As such, I am wondering is there a way or algorithm to detect colors under different illuminations?
BTW: I also tried HSV color space and the results were not good.
That's a very hard problem and it's still trying to be solved today. The gist of it is to find a colour quantization using a representative set of basic colours of an image that is robust against different external stimuli... lighting, shade, poor illumination etc.
Unfortunately I can't suggest any one algorithm that would do the work for you for all cases. However, one algorithm that has worked for me in the past was when I was doing work in image retrieval. Specifically, the work by Jiebo Luo and David Crandall from Kodak Research Labs: http://vision.soic.indiana.edu/papers/compoundcolor2004cvpr.pdf
The basic algorithm is to take a look at the ISCC-NBS colour palette set. Also, this link is much more fruitful: https://www.w3schools.com/colors/colors_nbs.asp. It is a set of 267 colours that are representative of the colours that we see in modern society today. Usually when we describe colours, we have a set of one or more adjectives, followed by the dominant hue. For example, that shirt is a darkish pale blue, or a light bright yellow, etc. The beauty of this algorithm is that when the colour in question is subject to different external stimuli, we have all of these adjectives that give meaning to the colour, but at the end of the day, the last part of the colour - the dominant hue - is what we're after.

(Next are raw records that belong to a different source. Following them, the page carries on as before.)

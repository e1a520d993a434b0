use std::sync::LazyLock;

use chrono::{DateTime, Duration, NaiveDate, NaiveDateTime, Utc};
use regex::Regex;

static RELATIVE_RE: LazyLock<Regex> = LazyLock::new(|| {
    Regex::new(r"^(\d{1,6}|an?)\s+(minute|min|hour|hr|day|week|month)s?\s+ago$").unwrap()
});
static COMPACT_RE: LazyLock<Regex> =
    LazyLock::new(|| Regex::new(r"^(\d{1,6})\s*(mo|m|h|d|w)$").unwrap());

const CANONICAL_FORMAT: &str = "%Y-%m-%d";

/// Turns an upstream date string into a calendar date. `None` means unknown.
pub trait DateParser: Send + Sync {
    fn parse(&self, text: &str) -> Option<NaiveDate>;
}

/// Render a date the way it is stored on a posting.
pub fn format_date(date: NaiveDate) -> String {
    date.format(CANONICAL_FORMAT).to_string()
}

/// Formats seen across the job feeds. Relative phrases resolve against `now`,
/// which is fixed at construction.
#[derive(Debug, Clone, Copy)]
pub struct FeedDates {
    now: DateTime<Utc>,
}

impl FeedDates {
    pub fn new(now: DateTime<Utc>) -> Self {
        Self { now }
    }
}

impl DateParser for FeedDates {
    fn parse(&self, text: &str) -> Option<NaiveDate> {
        let t = text.trim();
        if t.is_empty() {
            return None;
        }
        parse_absolute(t)
            .or_else(|| parse_epoch(t))
            .or_else(|| self.parse_relative(&t.to_lowercase()))
    }
}

impl FeedDates {
    fn parse_relative(&self, t: &str) -> Option<NaiveDate> {
        match t {
            "today" | "just now" | "now" => return Some(self.now.date_naive()),
            "yesterday" => return self.back(Duration::days(1)),
            _ => {}
        }

        let (amount, unit) = if let Some(caps) = RELATIVE_RE.captures(t) {
            let n = match &caps[1] {
                "a" | "an" => 1,
                digits => digits.parse::<i64>().ok()?,
            };
            (n, caps[2].to_string())
        } else {
            let caps = COMPACT_RE.captures(t)?;
            (caps[1].parse::<i64>().ok()?, caps[2].to_string())
        };

        let span = match unit.as_str() {
            "m" | "min" | "minute" => Duration::minutes(amount),
            "h" | "hr" | "hour" => Duration::hours(amount),
            "d" | "day" => Duration::days(amount),
            "w" | "week" => Duration::weeks(amount),
            "mo" | "month" => Duration::days(amount * 30),
            _ => return None,
        };
        self.back(span)
    }

    fn back(&self, span: Duration) -> Option<NaiveDate> {
        self.now.checked_sub_signed(span).map(|t| t.date_naive())
    }
}

fn parse_absolute(t: &str) -> Option<NaiveDate> {
    if let Ok(d) = NaiveDate::parse_from_str(t, CANONICAL_FORMAT) {
        return Some(d);
    }
    if let Ok(dt) = DateTime::parse_from_rfc3339(t) {
        return Some(dt.date_naive());
    }
    for fmt in ["%Y-%m-%dT%H:%M:%S%.f", "%Y-%m-%d %H:%M:%S%.f"] {
        if let Ok(dt) = NaiveDateTime::parse_from_str(t, fmt) {
            return Some(dt.date());
        }
    }
    DateTime::parse_from_rfc2822(t).ok().map(|dt| dt.date_naive())
}

/// 9-10 digits are seconds, 12-13 digits are milliseconds.
fn parse_epoch(t: &str) -> Option<NaiveDate> {
    if !t.bytes().all(|b| b.is_ascii_digit()) {
        return None;
    }
    let n: i64 = t.parse().ok()?;
    let secs = match t.len() {
        9 | 10 => n,
        12 | 13 => n / 1000,
        _ => return None,
    };
    DateTime::from_timestamp(secs, 0).map(|dt| dt.date_naive())
}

Each of these colours has an associated RGB value. These colours are transformed into the CIE Lab colour space which form a 267 CIE Lab lookup table.
To classify a particular input colour, you would transform this input's RGB values into the CIE Lab colour space, then determine the closest colour to this lookup table. It has been shown that the Euclidean distance between two colours in the CIE Lab colour space best represents the difference in human perception of colours. Once we determine which location in the lookup table the colour is closest to, we strip out all of the adjectives and see what the dominant hue is and we thus classify that colour accordingly.
For example, if we had a RGB pixel and we converted it to Lab, then found that the closest colour was bright yellow, we would remove the "bright" and the final colour that is representative of that RGB pixel would be yellow.
Therefore, the final algorithm is this:
Find the ISCC-NBS colour set's RGB values and convert to CIE Lab and create a lookup table, which I call LUT1. In Python for example, you could simply make this a 2D list or 2D NumPy array.
Create another lookup that stores the dominant hue for each of the colours in the ISCC-NBS colour set - so strip out all of the adjectives and leave the dominant hue, which I call LUT2. In Python for example, you could create a dictionary where the key is the corresponding row of LUT1 and the value would be the actual basic colour itself. Whether it's a string representation or a RGB triplet representing the basic colour is up to you.
For a pixel in question, find the closest ISCC-NBS colour that matches with LUT1 by the Euclidean distance between this pixel's CIE Lab components and the ones in LUT1.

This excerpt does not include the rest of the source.